Unicode, Betacode, and the OGL Repos


From the Digital Classics Mailing list:
"Just under the text from Herodotus you can access to its xml by clicking on
view as XML next , and the display of Greek is just fine :


Ἡροδότου Ἁλικαρνησσέος ἱστορίης ἀπόδεξις ἥδε, ὡς μήτε τὰ γενόμενα ἐξ ἀνθρώπων τῷ χρόνῳ ἐξίτηλα γένηται, μήτε ἔργα μεγάλα τε καὶ θωμαστά, τὰ μὲν Ἕλλησι τὰ δὲ βαρβάροισι ἀποδεχθέντα, ἀκλεᾶ γένηται, τά τε ἄλλα καὶ δι᾽ ἣν αἰτίην ἐπολέμησαν ἀλλήλοισι.

Then you can cut and paste to Oxygen, and there is no problem with the display of Greek.

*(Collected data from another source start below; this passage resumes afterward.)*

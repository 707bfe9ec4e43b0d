use std::time::Duration;

use tokio_util::sync::CancellationToken;

use crate::{backend::BackendHandle, registry::RegistryHandle, run::Run};

/// Lease-based worker loop parameters.
#[derive(Debug, Clone)]
pub struct AgentConfig {
	/// How long an acquired lease is valid without renewal.
	pub lease_seconds: u64,
	/// How often the heartbeat renews the lease while a replay is running.
	pub renew_seconds: u64,
	/// How long to wait between schedule polls.
	pub poll_interval: Duration,
}

impl Default for AgentConfig {
	fn default() -> Self {
		AgentConfig {
			lease_seconds: 10,
			renew_seconds: 8,
			poll_interval: Duration::from_secs(1),
		}
	}
}

/// Polls the schedule queue for due runs and replays them under an exclusive
/// lease. Multiple agents across processes coordinate purely through the
/// backend's lease registry.
pub struct Agent {
	backend: BackendHandle,
	registry: RegistryHandle,
	queue: String,
	config: AgentConfig,
}

impl Agent {
	pub fn new(
		backend: BackendHandle,
		registry: RegistryHandle,
		queue: impl Into<String>,
		config: AgentConfig,
	) -> Self {
		Agent {
			backend,
			registry,
			queue: queue.into(),
			config,
		}
	}

	/// Runs the polling loop until the token is cancelled. Backend errors are
	/// logged and the loop continues.
	#[tracing::instrument(skip_all, fields(queue = %self.queue))]
	pub async fn start(self, stop: CancellationToken) {
		tracing::debug!(
			registered_workflows = self.registry.size(),
			"started agent"
		);

		loop {
			// Finish the in-flight tick before honoring a stop, so a leased
			// replay is never abandoned mid-persist
			if stop.is_cancelled() {
				break;
			}

			if let Err(err) = self.tick().await {
				tracing::error!(?err, "agent tick failed");
			}

			tokio::select! {
				_ = stop.cancelled() => break,
				_ = tokio::time::sleep(self.config.poll_interval) => {}
			}
		}

		tracing::debug!("agent stopped");
	}

	/// One poll: pick the next due run not covered by an active lease,
	/// acquire its lease, then race the replay against the heartbeat.
	async fn tick(&self) -> anyhow::Result<()> {
		let active = self
			.backend
			.active_leases(self.config.lease_seconds)
			.await?;

		let Some((run_id, schedule)) = self.backend.next_run(&self.queue, &active).await? else {
			return Ok(());
		};

		if !self
			.backend
			.acquire_lease(&run_id, self.config.lease_seconds)
			.await?
		{
			tracing::debug!(%run_id, "lost the lease race");
			return Ok(());
		}

		let mut heartbeat = tokio::spawn(Self::heartbeat(
			self.backend.clone(),
			run_id.clone(),
			self.config.clone(),
		));

		let run = Run::new(
			run_id.clone(),
			self.queue.clone(),
			self.backend.clone(),
			self.registry.clone(),
		);
		let mut process = tokio::spawn(async move { run.replay(schedule).await });

		tokio::select! {
			_ = &mut heartbeat => {
				// Renewal failed; another worker will pick the run up again
				tracing::warn!(%run_id, "lease renewal lost, cancelling replay");
				process.abort();
				let _ = process.await;
			}
			res = &mut process => {
				heartbeat.abort();
				let _ = heartbeat.await;

				match res {
					Ok(Ok(())) => tracing::debug!(%run_id, "replay complete"),
					Ok(Err(err)) => tracing::error!(?err, %run_id, "replay failed"),
					Err(err) => tracing::error!(?err, %run_id, "replay task panicked"),
				}
			}
		}

		self.backend
			.remove_lease(&run_id, self.config.lease_seconds)
			.await?;

		Ok(())
	}

	/// Renews the lease on a fixed cadence; returns when renewal is lost.
	async fn heartbeat(backend: BackendHandle, run_id: String, config: AgentConfig) {
		loop {
			tokio::time::sleep(Duration::from_secs(config.renew_seconds)).await;

			match backend.renew_lease(&run_id, config.lease_seconds).await {
				Ok(true) => {}
				Ok(false) => {
					tracing::warn!(%run_id, "lease renewal refused");
					return;
				}
				Err(err) => {
					tracing::warn!(?err, %run_id, "lease renewal failed");
					return;
				}
			}
		}
	}
}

But if you need as I do to work on the whole text and not only on a section, you can download it under :

“An XML version of this text is available for download, with the additional restriction that you offer Perseus any modifications you make. Perseus provides credit for all accepted changes, storing new additions in a versioning system.”

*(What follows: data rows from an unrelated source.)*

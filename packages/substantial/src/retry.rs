use std::time::Duration;

use crate::error::{WorkflowError, WorkflowResult};

/// Offset used to derive a missing backoff bound from the other one.
const BACKOFF_BOUND_OFFSET_SECS: i64 = 10;

/// Retry policy for a single `save` call site, with a linearly scaled backoff
/// between `initial_backoff_interval` and `max_backoff_interval` (seconds).
#[derive(Debug, Clone)]
pub struct RetryStrategy {
	pub(crate) max_retries: i32,
	pub(crate) initial_backoff_interval: i64,
	pub(crate) max_backoff_interval: i64,
	pub(crate) compensate_on_first_fail: bool,
}

impl RetryStrategy {
	/// Validates the invariants eagerly: `max_retries >= 1`, bounds ordered
	/// and non-negative. When only one bound is given, the other is derived
	/// at a fixed offset.
	pub fn new(
		max_retries: i32,
		initial_backoff_interval: Option<i64>,
		max_backoff_interval: Option<i64>,
	) -> WorkflowResult<Self> {
		if max_retries < 1 {
			return Err(WorkflowError::InvalidRetryStrategy(
				"max_retries < 1".to_string(),
			));
		}

		let (low, high) = match (initial_backoff_interval, max_backoff_interval) {
			(Some(low), Some(high)) => {
				if low >= high {
					return Err(WorkflowError::InvalidRetryStrategy(
						"initial_backoff_interval >= max_backoff_interval".to_string(),
					));
				}
				if low < 0 {
					return Err(WorkflowError::InvalidRetryStrategy(
						"initial_backoff_interval < 0".to_string(),
					));
				}
				(low, high)
			}
			(Some(low), None) => (low, low + BACKOFF_BOUND_OFFSET_SECS),
			(None, Some(high)) => ((high - BACKOFF_BOUND_OFFSET_SECS).max(0), high),
			(None, None) => (0, BACKOFF_BOUND_OFFSET_SECS),
		};

		Ok(RetryStrategy {
			max_retries,
			initial_backoff_interval: low,
			max_backoff_interval: high,
			compensate_on_first_fail: false,
		})
	}

	/// Run compensations on the first failure instead of retrying.
	pub fn compensate_on_first_fail(mut self, enabled: bool) -> Self {
		self.compensate_on_first_fail = enabled;
		self
	}

	/// Scaled backoff in whole seconds for the given remaining retry budget.
	pub(crate) fn linear(&self, retries_left: i32) -> WorkflowResult<Duration> {
		if retries_left <= 0 {
			return Err(WorkflowError::InvalidRetryStrategy(
				"retries_left <= 0".to_string(),
			));
		}

		let dt = self.max_backoff_interval - self.initial_backoff_interval;
		let secs = ((self.max_retries - retries_left) as i64 * dt) / self.max_retries as i64;

		Ok(Duration::from_secs(secs as u64))
	}
}

impl Default for RetryStrategy {
	fn default() -> Self {
		RetryStrategy {
			max_retries: 3,
			initial_backoff_interval: 0,
			max_backoff_interval: 10,
			compensate_on_first_fail: false,
		}
	}
}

My problem is, when I open the file downloaded with Oxygen the text is in latin characters :

milestone unit=“para” />*(hrodo/tou *(alikarnhsse/os i(stori/hs a)po/decis h(/de, w(s mh/te ta\ geno/mena e)c a)nqrw/pwn tw=| xro/nw| e)ci/thla ge/nhtai, mh/te e)/rga mega/la te kai\ qwmasta/, ta\ me\n *(/ellhsi ta\ de\ barba/roisi a)podexqe/nta, a)klea= ge/nhtai, ta/ te a)/lla kai\ di’ h(\n ai)ti/hn e)pole/mhsan a)llh/loisi.


First answer:
"The link to the whole Herodotus seems to still point to an older betacode version of Herodotus, while the shorter chunk has the unicode version for some reason. By far the best way to retrieve a full XML version of the text of Perseus and the Open Greek and Latin Project is to go to one of their GitHub repositories.

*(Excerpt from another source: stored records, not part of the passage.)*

//! Value comparison shared by backends, conditions and in-memory sorting.
//!
//! Numbers and numeric strings compare numerically (`time` is often stored
//! as a string) and sort ahead of all other strings; values of different
//! kinds fall back to a fixed type rank.

use serde_json::Value;
use std::cmp::Ordering;

fn as_number(value: &Value) -> Option<f64> {
    match value {
        Value::Number(n) => n.as_f64(),
        Value::String(s) => s.trim().parse::<f64>().ok().filter(|n| n.is_finite()),
        _ => None,
    }
}

/// Sort class. Numbers and numeric strings share one class, ahead of
/// every other string, so the order stays total.
#[derive(Debug, Clone, Copy, PartialEq, Eq, PartialOrd, Ord)]
enum Class {
    Null,
    Bool,
    Numeric,
    Text,
    Array,
    Object,
}

fn class(value: &Value) -> Class {
    match value {
        Value::Null => Class::Null,
        Value::Bool(_) => Class::Bool,
        Value::Number(_) => Class::Numeric,
        Value::String(_) if as_number(value).is_some() => Class::Numeric,
        Value::String(_) => Class::Text,
        Value::Array(_) => Class::Array,
        Value::Object(_) => Class::Object,
    }
}

/// Equality used by filters: exact JSON equality, or numeric equality when
/// at least one side is a number.
pub fn loose_eq(a: &Value, b: &Value) -> bool {
    if a == b {
        return true;
    }
    if !(a.is_number() || b.is_number()) {
        return false;
    }
    match (as_number(a), as_number(b)) {
        (Some(x), Some(y)) => x == y,
        _ => false,
    }
}

/// Total order over JSON values: class first, then within the class.
pub fn compare_values(a: &Value, b: &Value) -> Ordering {
    let (ca, cb) = (class(a), class(b));
    if ca != cb {
        return ca.cmp(&cb);
    }
    match (a, b) {
        (Value::Bool(x), Value::Bool(y)) => x.cmp(y),
        (Value::String(x), Value::String(y)) if ca == Class::Text => x.cmp(y),
        _ if ca == Class::Numeric => match (as_number(a), as_number(b)) {
            (Some(x), Some(y)) => x.total_cmp(&y),
            _ => Ordering::Equal,
        },
        _ => a.to_string().cmp(&b.to_string()),
    }
}

/// Missing values sort first.
pub fn compare_optional(a: Option<&Value>, b: Option<&Value>) -> Ordering {
    match (a, b) {
        (Some(x), Some(y)) => compare_values(x, y),
        (None, Some(_)) => Ordering::Less,
        (Some(_), None) => Ordering::Greater,
        (None, None) => Ordering::Equal,
    }
}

Perseus Greek: https://github.com/PerseusDL/canonical-greekLit
OGL First1kGreek: http://opengreekandlatin.github.io/First1KGreek/

The text you are looking for is here: https://raw.githubusercontent.com/PerseusDL/canonical-greekLit/master/data/tlg0016/tlg001/tlg0016.tlg001.perseus-grc2.xml "


Question clarified:
“The thing is, Herodotus was just the example taken by Maurizio : I need Aristophanes’ comedies, and they don’t seem to be in the GitHub repository of OGL. On Perseids, it seems that there is only Frogs. So I guess I have to find a way to upgrade the betacode version of Aristophanes into unicode?”


Strategies for finding and retrieving workgroups in PerseusDL Canonical:
"Here the PerseusDL repository helps. If you look for an author you can look up their identifier in the Perseus Catalog and when you type in Aristophanes in the search field, you will see that you are looking for the workgroup tlg0019: http://catalog.perseus.org/?utf8=✓&search_field=all_fields&q=aristophanes. This workgroup you can find by following the GitHub folder structure from here https://github.com/PerseusDL/canonical-greekLit click data (https://github.com/PerseusDL/canonical-greekLit/tree/master/data), then click tlg0019: https://github.com/PerseusDL/canonical-greekLit/tree/master/data/tlg0019

There are 11 subfolders with the comedies of Aristophanes in unicode."